Work to complete: The listing below must be given again in full, exactly.

Data under study:
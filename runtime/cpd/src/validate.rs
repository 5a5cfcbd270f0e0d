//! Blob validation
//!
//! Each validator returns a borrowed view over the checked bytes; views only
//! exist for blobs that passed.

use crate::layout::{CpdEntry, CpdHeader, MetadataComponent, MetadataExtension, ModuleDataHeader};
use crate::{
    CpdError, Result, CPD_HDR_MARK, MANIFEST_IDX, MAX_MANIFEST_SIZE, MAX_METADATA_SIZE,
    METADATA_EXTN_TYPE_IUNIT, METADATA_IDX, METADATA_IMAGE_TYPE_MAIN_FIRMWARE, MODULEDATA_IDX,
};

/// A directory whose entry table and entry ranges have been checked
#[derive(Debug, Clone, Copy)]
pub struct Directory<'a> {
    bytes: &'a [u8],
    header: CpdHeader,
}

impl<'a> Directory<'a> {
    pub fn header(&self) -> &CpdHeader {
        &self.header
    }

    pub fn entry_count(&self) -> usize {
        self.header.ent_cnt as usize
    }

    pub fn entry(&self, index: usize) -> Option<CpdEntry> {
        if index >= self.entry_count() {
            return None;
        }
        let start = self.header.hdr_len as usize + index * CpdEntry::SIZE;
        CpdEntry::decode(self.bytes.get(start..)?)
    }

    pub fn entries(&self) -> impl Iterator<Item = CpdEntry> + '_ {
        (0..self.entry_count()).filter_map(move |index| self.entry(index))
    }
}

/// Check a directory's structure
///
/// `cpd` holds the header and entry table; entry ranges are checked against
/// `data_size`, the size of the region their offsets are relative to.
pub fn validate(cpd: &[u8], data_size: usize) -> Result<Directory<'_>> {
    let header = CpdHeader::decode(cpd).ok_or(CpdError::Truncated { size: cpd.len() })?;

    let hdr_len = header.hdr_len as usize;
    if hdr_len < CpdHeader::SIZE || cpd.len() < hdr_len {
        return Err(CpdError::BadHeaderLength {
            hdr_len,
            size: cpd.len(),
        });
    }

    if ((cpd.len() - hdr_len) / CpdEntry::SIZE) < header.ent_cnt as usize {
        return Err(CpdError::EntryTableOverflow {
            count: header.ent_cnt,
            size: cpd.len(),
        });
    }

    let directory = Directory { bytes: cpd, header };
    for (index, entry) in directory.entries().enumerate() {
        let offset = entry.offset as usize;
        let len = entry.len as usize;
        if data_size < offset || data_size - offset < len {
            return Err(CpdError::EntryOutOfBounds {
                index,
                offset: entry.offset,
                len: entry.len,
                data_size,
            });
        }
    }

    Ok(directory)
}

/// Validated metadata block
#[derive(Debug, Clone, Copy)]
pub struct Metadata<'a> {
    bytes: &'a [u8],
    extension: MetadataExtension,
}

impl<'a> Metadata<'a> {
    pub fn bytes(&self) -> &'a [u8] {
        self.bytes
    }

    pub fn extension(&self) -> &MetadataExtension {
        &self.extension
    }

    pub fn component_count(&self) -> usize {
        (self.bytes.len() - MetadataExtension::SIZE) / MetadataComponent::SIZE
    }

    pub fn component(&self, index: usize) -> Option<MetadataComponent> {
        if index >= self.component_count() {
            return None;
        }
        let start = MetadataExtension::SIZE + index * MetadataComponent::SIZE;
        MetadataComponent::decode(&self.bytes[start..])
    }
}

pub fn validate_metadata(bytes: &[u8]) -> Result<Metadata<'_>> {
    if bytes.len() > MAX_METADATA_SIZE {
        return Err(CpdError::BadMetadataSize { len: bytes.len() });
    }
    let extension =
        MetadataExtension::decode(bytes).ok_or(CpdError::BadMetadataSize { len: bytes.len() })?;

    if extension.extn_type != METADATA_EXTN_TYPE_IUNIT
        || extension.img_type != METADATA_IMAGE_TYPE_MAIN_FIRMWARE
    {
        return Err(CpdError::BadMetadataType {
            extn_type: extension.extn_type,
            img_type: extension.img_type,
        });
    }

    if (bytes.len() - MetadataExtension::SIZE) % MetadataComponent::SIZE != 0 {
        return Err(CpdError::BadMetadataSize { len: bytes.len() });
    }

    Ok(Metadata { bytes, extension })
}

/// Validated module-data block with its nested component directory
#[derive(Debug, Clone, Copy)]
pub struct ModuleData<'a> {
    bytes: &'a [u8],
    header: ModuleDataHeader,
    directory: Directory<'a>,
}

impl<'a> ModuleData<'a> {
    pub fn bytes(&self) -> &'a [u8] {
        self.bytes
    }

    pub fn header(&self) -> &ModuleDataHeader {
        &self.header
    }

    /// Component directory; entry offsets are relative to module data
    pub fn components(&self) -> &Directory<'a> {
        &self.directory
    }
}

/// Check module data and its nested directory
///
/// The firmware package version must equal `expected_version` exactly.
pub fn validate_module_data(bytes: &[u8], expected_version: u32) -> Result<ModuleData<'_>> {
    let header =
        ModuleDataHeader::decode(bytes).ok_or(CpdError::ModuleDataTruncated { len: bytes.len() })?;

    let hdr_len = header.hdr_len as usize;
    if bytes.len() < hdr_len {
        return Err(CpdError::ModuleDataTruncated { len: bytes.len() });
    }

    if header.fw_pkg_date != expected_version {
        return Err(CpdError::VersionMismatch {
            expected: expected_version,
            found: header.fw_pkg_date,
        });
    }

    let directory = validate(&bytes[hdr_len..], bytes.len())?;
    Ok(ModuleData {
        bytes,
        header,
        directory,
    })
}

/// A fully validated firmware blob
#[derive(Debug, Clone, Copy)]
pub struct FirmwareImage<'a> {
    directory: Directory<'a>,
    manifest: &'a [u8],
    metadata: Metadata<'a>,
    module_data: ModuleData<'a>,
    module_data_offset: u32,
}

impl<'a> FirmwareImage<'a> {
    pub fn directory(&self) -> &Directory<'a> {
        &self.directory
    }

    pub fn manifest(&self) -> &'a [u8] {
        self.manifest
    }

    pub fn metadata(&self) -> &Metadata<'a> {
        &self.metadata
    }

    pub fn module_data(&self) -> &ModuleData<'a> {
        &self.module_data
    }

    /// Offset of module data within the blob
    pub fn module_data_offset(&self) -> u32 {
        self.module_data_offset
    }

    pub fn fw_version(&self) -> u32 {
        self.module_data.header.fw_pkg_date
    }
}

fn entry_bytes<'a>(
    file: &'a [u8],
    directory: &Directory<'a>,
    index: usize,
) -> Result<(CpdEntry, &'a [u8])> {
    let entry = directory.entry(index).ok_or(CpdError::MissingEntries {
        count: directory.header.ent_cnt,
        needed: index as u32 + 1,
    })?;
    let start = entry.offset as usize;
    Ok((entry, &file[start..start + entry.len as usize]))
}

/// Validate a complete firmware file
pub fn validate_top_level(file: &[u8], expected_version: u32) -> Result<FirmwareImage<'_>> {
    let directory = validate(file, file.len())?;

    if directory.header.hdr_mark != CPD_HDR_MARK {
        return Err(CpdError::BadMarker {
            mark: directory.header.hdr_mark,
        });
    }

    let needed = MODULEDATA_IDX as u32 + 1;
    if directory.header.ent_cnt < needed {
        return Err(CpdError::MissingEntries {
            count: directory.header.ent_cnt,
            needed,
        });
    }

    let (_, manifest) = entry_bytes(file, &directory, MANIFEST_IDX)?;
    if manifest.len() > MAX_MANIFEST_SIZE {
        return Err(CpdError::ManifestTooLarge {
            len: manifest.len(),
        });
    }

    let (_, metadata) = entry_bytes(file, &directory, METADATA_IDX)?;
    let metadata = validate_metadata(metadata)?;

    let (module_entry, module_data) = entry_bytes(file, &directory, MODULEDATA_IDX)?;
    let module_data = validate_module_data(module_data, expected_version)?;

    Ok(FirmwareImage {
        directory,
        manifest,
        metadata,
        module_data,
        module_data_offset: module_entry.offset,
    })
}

Result for this exercise:
filename runtime/cpd/src/validate.rs
repository 5a5cfcbd270f0e0d
//! Blob validation
//!
//! Each validator returns a borrowed view over the checked bytes; views only
//! exist for blobs that passed.

use crate::layout::{CpdEntry, CpdHeader, MetadataComponent, MetadataExtension, ModuleDataHeader};
use crate::{
    CpdError, Result, CPD_HDR_MARK, MANIFEST_IDX, MAX_MANIFEST_SIZE, MAX_METADATA_SIZE,
    METADATA_EXTN_TYPE_IUNIT, METADATA_IDX, METADATA_IMAGE_TYPE_MAIN_FIRMWARE, MODULEDATA_IDX,
};

/// A directory whose entry table and entry ranges have been checked
#[derive(Debug, Clone, Copy)]
pub struct Directory<'a> {
    bytes: &'a [u8],
    header: CpdHeader,
}

impl<'a> Directory<'a> {
    pub fn header(&self) -> &CpdHeader {
        &self.header
    }

    pub fn entry_count(&self) -> usize {
        self.header.ent_cnt as usize
    }

    pub fn entry(&self, index: usize) -> Option<CpdEntry> {
        if index >= self.entry_count() {
            return None;
        }
        let start = self.header.hdr_len as usize + index * CpdEntry::SIZE;
        CpdEntry::decode(self.bytes.get(start..)?)
    }

    pub fn entries(&self) -> impl Iterator<Item = CpdEntry> + '_ {
        (0..self.entry_count()).filter_map(move |index| self.entry(index))
    }
}

/// Check a directory's structure
///
/// `cpd` holds the header and entry table; entry ranges are checked against
/// `data_size`, the size of the region their offsets are relative to.
pub fn validate(cpd: &[u8], data_size: usize) -> Result<Directory<'_>> {
    let header = CpdHeader::decode(cpd).ok_or(CpdError::Truncated { size: cpd.len() })?;

    let hdr_len = header.hdr_len as usize;
    if hdr_len < CpdHeader::SIZE || cpd.len() < hdr_len {
        return Err(CpdError::BadHeaderLength {
            hdr_len,
            size: cpd.len(),
        });
    }

    if ((cpd.len() - hdr_len) / CpdEntry::SIZE) < header.ent_cnt as usize {
        return Err(CpdError::EntryTableOverflow {
            count: header.ent_cnt,
            size: cpd.len(),
        });
    }

    let directory = Directory { bytes: cpd, header };
    for (index, entry) in directory.entries().enumerate() {
        let offset = entry.offset as usize;
        let len = entry.len as usize;
        if data_size < offset || data_size - offset < len {
            return Err(CpdError::EntryOutOfBounds {
                index,
                offset: entry.offset,
                len: entry.len,
                data_size,
            });
        }
    }

    Ok(directory)
}

/// Validated metadata block
#[derive(Debug, Clone, Copy)]
pub struct Metadata<'a> {
    bytes: &'a [u8],
    extension: MetadataExtension,
}

impl<'a> Metadata<'a> {
    pub fn bytes(&self) -> &'a [u8] {
        self.bytes
    }

    pub fn extension(&self) -> &MetadataExtension {
        &self.extension
    }

    pub fn component_count(&self) -> usize {
        (self.bytes.len() - MetadataExtension::SIZE) / MetadataComponent::SIZE
    }

    pub fn component(&self, index: usize) -> Option<MetadataComponent> {
        if index >= self.component_count() {
            return None;
        }
        let start = MetadataExtension::SIZE + index * MetadataComponent::SIZE;
        MetadataComponent::decode(&self.bytes[start..])
    }
}

pub fn validate_metadata(bytes: &[u8]) -> Result<Metadata<'_>> {
    if bytes.len() > MAX_METADATA_SIZE {
        return Err(CpdError::BadMetadataSize { len: bytes.len() });
    }
    let extension =
        MetadataExtension::decode(bytes).ok_or(CpdError::BadMetadataSize { len: bytes.len() })?;

    if extension.extn_type != METADATA_EXTN_TYPE_IUNIT
        || extension.img_type != METADATA_IMAGE_TYPE_MAIN_FIRMWARE
    {
        return Err(CpdError::BadMetadataType {
            extn_type: extension.extn_type,
            img_type: extension.img_type,
        });
    }

    if (bytes.len() - MetadataExtension::SIZE) % MetadataComponent::SIZE != 0 {
        return Err(CpdError::BadMetadataSize { len: bytes.len() });
    }

    Ok(Metadata { bytes, extension })
}

/// Validated module-data block with its nested component directory
#[derive(Debug, Clone, Copy)]
pub struct ModuleData<'a> {
    bytes: &'a [u8],
    header: ModuleDataHeader,
    directory: Directory<'a>,
}

impl<'a> ModuleData<'a> {
    pub fn bytes(&self) -> &'a [u8] {
        self.bytes
    }

    pub fn header(&self) -> &ModuleDataHeader {
        &self.header
    }

    /// Component directory; entry offsets are relative to module data
    pub fn components(&self) -> &Directory<'a> {
        &self.directory
    }
}

/// Check module data and its nested directory
///
/// The firmware package version must equal `expected_version` exactly.
pub fn validate_module_data(bytes: &[u8], expected_version: u32) -> Result<ModuleData<'_>> {
    let header =
        ModuleDataHeader::decode(bytes).ok_or(CpdError::ModuleDataTruncated { len: bytes.len() })?;

    let hdr_len = header.hdr_len as usize;
    if bytes.len() < hdr_len {
        return Err(CpdError::ModuleDataTruncated { len: bytes.len() });
    }

    if header.fw_pkg_date != expected_version {
        return Err(CpdError::VersionMismatch {
            expected: expected_version,
            found: header.fw_pkg_date,
        });
    }

    let directory = validate(&bytes[hdr_len..], bytes.len())?;
    Ok(ModuleData {
        bytes,
        header,
        directory,
    })
}

/// A fully validated firmware blob
#[derive(Debug, Clone, Copy)]
pub struct FirmwareImage<'a> {
    directory: Directory<'a>,
    manifest: &'a [u8],
    metadata: Metadata<'a>,
    module_data: ModuleData<'a>,
    module_data_offset: u32,
}

impl<'a> FirmwareImage<'a> {
    pub fn directory(&self) -> &Directory<'a> {
        &self.directory
    }

    pub fn manifest(&self) -> &'a [u8] {
        self.manifest
    }

    pub fn metadata(&self) -> &Metadata<'a> {
        &self.metadata
    }

    pub fn module_data(&self) -> &ModuleData<'a> {
        &self.module_data
    }

    /// Offset of module data within the blob
    pub fn module_data_offset(&self) -> u32 {
        self.module_data_offset
    }

    pub fn fw_version(&self) -> u32 {
        self.module_data.header.fw_pkg_date
    }
}

fn entry_bytes<'a>(
    file: &'a [u8],
    directory: &Directory<'a>,
    index: usize,
) -> Result<(CpdEntry, &'a [u8])> {
    let entry = directory.entry(index).ok_or(CpdError::MissingEntries {
        count: directory.header.ent_cnt,
        needed: index as u32 + 1,
    })?;
    let start = entry.offset as usize;
    Ok((entry, &file[start..start + entry.len as usize]))
}

/// Validate a complete firmware file
pub fn validate_top_level(file: &[u8], expected_version: u32) -> Result<FirmwareImage<'_>> {
    let directory = validate(file, file.len())?;

    if directory.header.hdr_mark != CPD_HDR_MARK {
        return Err(CpdError::BadMarker {
            mark: directory.header.hdr_mark,
        });
    }

    let needed = MODULEDATA_IDX as u32 + 1;
    if directory.header.ent_cnt < needed {
        return Err(CpdError::MissingEntries {
            count: directory.header.ent_cnt,
            needed,
        });
    }

    let (_, manifest) = entry_bytes(file, &directory, MANIFEST_IDX)?;
    if manifest.len() > MAX_MANIFEST_SIZE {
        return Err(CpdError::ManifestTooLarge {
            len: manifest.len(),
        });
    }

    let (_, metadata) = entry_bytes(file, &directory, METADATA_IDX)?;
    let metadata = validate_metadata(metadata)?;

    let (module_entry, module_data) = entry_bytes(file, &directory, MODULEDATA_IDX)?;
    let module_data = validate_module_data(module_data, expected_version)?;

    Ok(FirmwareImage {
        directory,
        manifest,
        metadata,
        module_data,
        module_data_offset: module_entry.offset,
    })
}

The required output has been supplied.